For Plato, these objects included numbers and geometric shapes. Today, we might add more complicated mathematical objects such as groups, categories, functions, fields and rings to the list.
Plato also maintained that mathematical objects exist outside of space and time. But such a view only deepens the mystery of how mathematics explains anything.
Explanation involves showing how one thing in the world depends on another. If mathematical objects exist in a realm apart from the world we live in, they don’t seem capable of relating to anything physical.
The ancient Pythagoreans agreed with Plato that mathematics describes a world of objects. But, unlike Plato, they didn’t think mathematical objects exist beyond space and time.
Instead, they believed physical reality is made of mathematical objects in the same way matter is made of atoms.
If reality is made of mathematical objects, it’s easy to see how mathematics might play a role in explaining the world around us.
In the past decade, two physicists have mounted significant defenses of the Pythagorean position: Swedish-US cosmologist Max Tegmark and Australian physicist-philosopher Jane McDonnell.
Tegmark argues reality just is one big mathematical object. If that seems weird, think about the idea that reality is a simulation. A simulation is a computer program, which is a kind of mathematical object.

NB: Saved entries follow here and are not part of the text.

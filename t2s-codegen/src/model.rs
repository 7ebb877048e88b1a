//! Normalizing introspected tables into [`TableDescriptor`]s.

use table2struct_core::{ColumnDescriptor, FieldDescriptor, SqlType, TableDescriptor};
use table2struct_mapping::MappingStore;

use crate::{Result, Settings, Transliterator, TypeResolver};

/// Builds fully resolved table descriptors from raw column rows.
#[derive(Debug, Clone, Copy)]
pub struct TableBuilder<'a> {
    settings: &'a Settings,
    names: Transliterator<'a>,
    types: TypeResolver<'a>,
}

impl<'a> TableBuilder<'a> {
    pub fn new(settings: &'a Settings, store: &'a MappingStore) -> Self {
        Self {
            settings,
            names: Transliterator::new(store),
            types: TypeResolver::new(settings, store),
        }
    }

    /// Table name without the configured prefix.
    pub fn display_name<'n>(&self, table: &'n str) -> &'n str {
        self.settings
            .strip_prefix
            .as_deref()
            .and_then(|prefix| table.strip_prefix(prefix))
            .filter(|stripped| !stripped.is_empty())
            .unwrap_or(table)
    }

    /// Resolve every column of `table`, in declaration order.
    pub fn build(
        &self,
        table: &str,
        comment: &str,
        columns: &[ColumnDescriptor],
    ) -> Result<TableDescriptor> {
        let display_name = self.display_name(table);
        let identifier = self.names.to_identifier(display_name, table)?;
        tracing::debug!(table, %identifier, columns = columns.len(), "building table");

        let fields = columns
            .iter()
            .map(|column| self.field(table, column))
            .collect::<Result<Vec<_>>>()?;
        let has_time = fields.iter().any(FieldDescriptor::is_time);

        Ok(TableDescriptor {
            name: table.to_string(),
            display_name: display_name.to_string(),
            identifier,
            fields,
            has_time,
            comment: comment.to_string(),
        })
    }

    fn field(&self, table: &str, column: &ColumnDescriptor) -> Result<FieldDescriptor> {
        let identifier = self.names.to_identifier(&column.name, table)?;
        let resolved = self.types.resolve_column(column, table)?;
        let unsigned = SqlType::parse(&column.sql_type).unsigned;
        tracing::debug!(
            table,
            column = %column.name,
            %identifier,
            target_type = %resolved.name,
            "resolved column"
        );

        Ok(FieldDescriptor {
            name: column.name.clone(),
            identifier,
            target_type: resolved.name,
            wrapper: resolved.wrapper,
            unsigned,
            nullable: column.nullable,
            primary_key: column.primary_key,
            auto_increment: column.auto_increment,
            default: column.default.clone(),
            comment: column.comment.clone(),
            raw_type: column.sql_type.clone(),
        })
    }
}

#[cfg(test)]
mod tests {
    use table2struct_core::WrapperFamily;
    use table2struct_mapping::NullableMode;

    use super::*;

    fn columns() -> Vec<ColumnDescriptor> {
        vec![
            ColumnDescriptor::new("id", "int(10) unsigned")
                .primary_key()
                .auto_increment(),
            ColumnDescriptor::new("user_id", "bigint(20)"),
            ColumnDescriptor::new("nickname", "varchar(64)")
                .nullable(true)
                .comment("display name"),
            ColumnDescriptor::new("created_at", "datetime").default_value("CURRENT_TIMESTAMP"),
        ]
    }

    #[test]
    fn test_build_resolves_fields_in_order() {
        let settings = Settings::default();
        let store = MappingStore::new();
        let table = TableBuilder::new(&settings, &store)
            .build("user_profiles", "profiles", &columns())
            .unwrap();

        assert_eq!(table.name, "user_profiles");
        assert_eq!(table.display_name, "user_profiles");
        assert_eq!(table.identifier, "UserProfiles");
        assert_eq!(table.comment, "profiles");
        assert!(table.has_time);

        let names: Vec<_> = table.fields.iter().map(|f| f.identifier.as_str()).collect();
        assert_eq!(names, ["ID", "UserID", "Nickname", "CreatedAt"]);

        let types: Vec<_> = table.fields.iter().map(|f| f.target_type.as_str()).collect();
        assert_eq!(types, ["uint", "int64", "string", "time.Time"]);

        let id = &table.fields[0];
        assert!(id.primary_key && id.auto_increment && id.unsigned);
        assert_eq!(id.raw_type, "int(10) unsigned");
        assert_eq!(table.fields[2].comment, "display name");
        assert_eq!(
            table.fields[3].default.as_deref(),
            Some("CURRENT_TIMESTAMP")
        );
    }

    #[test]
    fn test_has_time_false_without_temporal_fields() {
        let settings = Settings::default();
        let store = MappingStore::new();
        let table = TableBuilder::new(&settings, &store)
            .build("tags", "", &[ColumnDescriptor::new("name", "varchar(32)")])
            .unwrap();

        assert!(!table.has_time);
    }

    #[test]
    fn test_wrapped_time_is_not_time_import() {
        let settings = Settings {
            nullable: NullableMode::Std,
            ..Settings::default()
        };
        let store = MappingStore::new();
        let table = TableBuilder::new(&settings, &store)
            .build(
                "events",
                "",
                &[ColumnDescriptor::new("at", "datetime").nullable(true)],
            )
            .unwrap();

        assert!(!table.has_time);
        assert_eq!(table.fields[0].target_type, "sql.NullTime");
        assert_eq!(table.wrapper_families(), vec![WrapperFamily::Std]);
    }

    #[test]
    fn test_prefix_stripped_for_names_only() {
        let settings = Settings {
            strip_prefix: Some("t_".to_string()),
            ..Settings::default()
        };
        let mut store = MappingStore::new();
        store.load(["t_orders.qty:Quantity"]).unwrap();
        let table = TableBuilder::new(&settings, &store)
            .build("t_orders", "", &[ColumnDescriptor::new("qty", "int(11)")])
            .unwrap();

        assert_eq!(table.name, "t_orders");
        assert_eq!(table.display_name, "orders");
        assert_eq!(table.identifier, "Orders");
        assert_eq!(table.fields[0].identifier, "Quantity");
        assert_eq!(table.file_name(), "orders.go");
    }

    #[test]
    fn test_prefix_equal_to_name_is_kept() {
        let settings = Settings {
            strip_prefix: Some("log".to_string()),
            ..Settings::default()
        };
        let store = MappingStore::new();
        let builder = TableBuilder::new(&settings, &store);

        assert_eq!(builder.display_name("log"), "log");
        assert_eq!(builder.display_name("logins"), "ins");
        assert_eq!(builder.display_name("users"), "users");
    }

    #[test]
    fn test_struct_name_mapping() {
        let settings = Settings::default();
        let mut store = MappingStore::new();
        store.load(["people:Person"]).unwrap();
        let table = TableBuilder::new(&settings, &store)
            .build("people", "", &[ColumnDescriptor::new("name", "varchar(32)")])
            .unwrap();

        assert_eq!(table.identifier, "Person");
    }

    #[test]
    fn test_unknown_type_aborts_build() {
        let settings = Settings::default();
        let store = MappingStore::new();
        let result = TableBuilder::new(&settings, &store).build(
            "places",
            "",
            &[ColumnDescriptor::new("shape", "geometry")],
        );

        assert!(matches!(result, Err(crate::Error::UnknownType { .. })));
    }
}
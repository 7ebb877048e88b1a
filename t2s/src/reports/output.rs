//! Output trait for rendering reports.

/// Target output for reports.
///
/// Reports describe *what* to print through these methods; implementations
/// decide *how*.
pub trait Output {
    /// Start a new section with a heading.
    fn section(&mut self, name: &str);

    fn key_value(&mut self, key: &str, value: &str);

    fn key_value_indented(&mut self, key: &str, value: &str);

    fn list_item(&mut self, text: &str);

    /// An added item, e.g. a written file.
    fn added_item(&mut self, text: &str);

    /// A skipped item, e.g. an existing file left untouched.
    fn skipped_item(&mut self, text: &str);

    fn warning(&mut self, msg: &str);

    fn error(&mut self, msg: &str);

    /// A separator with a label.
    fn divider(&mut self, label: &str);

    fn preformatted(&mut self, text: &str);

    fn newline(&mut self);
}

/// A report that can render itself to an output.
pub trait Report {
    fn render(&self, out: &mut dyn Output);
}

/// Plain terminal output.
#[derive(Debug, Default)]
pub struct TerminalOutput;

impl TerminalOutput {
    pub fn new() -> Self {
        Self
    }
}

impl Output for TerminalOutput {
    fn section(&mut self, name: &str) {
        println!("{}:", name);
    }

    fn key_value(&mut self, key: &str, value: &str) {
        println!("{}: {}", key, value);
    }

    fn key_value_indented(&mut self, key: &str, value: &str) {
        println!("  {}: {}", key, value);
    }

    fn list_item(&mut self, text: &str) {
        println!("  - {}", text);
    }

    fn added_item(&mut self, text: &str) {
        println!("  + {}", text);
    }

    fn skipped_item(&mut self, text: &str) {
        println!("  = {}", text);
    }

    fn warning(&mut self, msg: &str) {
        eprintln!("warning: {}", msg);
    }

    fn error(&mut self, msg: &str) {
        eprintln!("error: {}", msg);
    }

    fn divider(&mut self, label: &str) {
        println!("── {} ──", label);
    }

    fn preformatted(&mut self, text: &str) {
        println!("{}", text);
    }

    fn newline(&mut self) {
        println!();
    }
}

/// Collects rendered lines, for tests.
#[cfg(test)]
#[derive(Debug, Default)]
pub struct BufferOutput {
    pub lines: Vec<String>,
}

#[cfg(test)]
impl BufferOutput {
    pub fn text(&self) -> String {
        self.lines.join("\n")
    }
}

#[cfg(test)]
impl Output for BufferOutput {
    fn section(&mut self, name: &str) {
        self.lines.push(format!("{}:", name));
    }

    fn key_value(&mut self, key: &str, value: &str) {
        self.lines.push(format!("{}: {}", key, value));
    }

    fn key_value_indented(&mut self, key: &str, value: &str) {
        self.lines.push(format!("  {}: {}", key, value));
    }

    fn list_item(&mut self, text: &str) {
        self.lines.push(format!("  - {}", text));
    }

    fn added_item(&mut self, text: &str) {
        self.lines.push(format!("  + {}", text));
    }

    fn skipped_item(&mut self, text: &str) {
        self.lines.push(format!("  = {}", text));
    }

    fn warning(&mut self, msg: &str) {
        self.lines.push(format!("warning: {}", msg));
    }

    fn error(&mut self, msg: &str) {
        self.lines.push(format!("error: {}", msg));
    }

    fn divider(&mut self, label: &str) {
        self.lines.push(format!("── {} ──", label));
    }

    fn preformatted(&mut self, text: &str) {
        self.lines.push(text.to_string());
    }

    fn newline(&mut self) {
        self.lines.push(String::new());
    }
}
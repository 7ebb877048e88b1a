//! Core types for the table2struct code generator.
//!
//! This crate holds the schema data model shared by the mapping, codegen and
//! CLI crates, plus helpers for parsing raw MySQL column types and writing
//! generated files.

mod file;
mod sql_type;
mod types;

// File operations
pub use file::{OutputFile, Overwrite, WriteResult};
// Raw SQL type parsing
pub use sql_type::SqlType;
// Schema model
pub use types::{
    ColumnDescriptor, FieldDescriptor, TableDescriptor, TIME_TYPE, WrapperFamily,
};
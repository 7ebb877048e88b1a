use std::path::{Path, PathBuf};

use eyre::{Result, WrapErr};

/// A generated source file waiting to be written.
#[derive(Debug, Clone, PartialEq, Eq)]
pub struct OutputFile {
    path: PathBuf,
    content: String,
}

impl OutputFile {
    pub fn new(path: impl Into<PathBuf>, content: impl Into<String>) -> Self {
        Self {
            path: path.into(),
            content: content.into(),
        }
    }

    pub fn path(&self) -> &Path {
        &self.path
    }

    pub fn content(&self) -> &str {
        &self.content
    }

    /// Replace the content, e.g. with the output of a formatter.
    pub fn with_content(self, content: impl Into<String>) -> Self {
        Self {
            path: self.path,
            content: content.into(),
        }
    }

    /// Write the file under `base`, creating directories as needed.
    pub fn write(&self, base: &Path, overwrite: Overwrite) -> Result<WriteResult> {
        let path = base.join(&self.path);

        if overwrite == Overwrite::IfMissing && path.exists() {
            return Ok(WriteResult::Skipped);
        }

        write_file(&path, &self.content)
            .wrap_err_with(|| format!("failed to write '{}'", path.display()))?;
        Ok(WriteResult::Written)
    }
}

fn write_file(path: &Path, content: &str) -> Result<()> {
    if let Some(parent) = path.parent() {
        std::fs::create_dir_all(parent)?;
    }
    std::fs::write(path, content)?;
    Ok(())
}

/// Result of a write operation
#[derive(Debug, Clone, Copy, PartialEq, Eq)]
pub enum WriteResult {
    /// File was written
    Written,
    /// File was skipped (already exists)
    Skipped,
}

/// How to handle existing files
#[derive(Debug, Clone, Copy, PartialEq, Eq, Default)]
pub enum Overwrite {
    /// Replace whatever is on disk
    #[default]
    Always,
    /// Leave existing files alone
    IfMissing,
}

McDonnell’s view is more radical. She thinks reality is made of mathematical objects and minds. Mathematics is how the Universe, which is conscious, comes to know itself.
I defend a different view: the world has two parts, mathematics and matter. Mathematics gives matter its form, and matter gives mathematics its substance.
Mathematical objects provide a structural framework for the physical world.
The future of mathematics
It makes sense that Pythagoreanism is being rediscovered in physics.
In the past century, physics has become more and more mathematical, turning to seemingly abstract fields of inquiry such as group theory and differential geometry in an effort to explain the physical world.
As the boundary between physics and mathematics blurs, it becomes harder to say which parts of the world are physical and which are mathematical.
But it is strange that Pythagoreanism has been neglected by philosophers for so long.
I believe that is about to change. The time has arrived for a Pythagorean revolution, one that promises to radically alter our understanding of reality.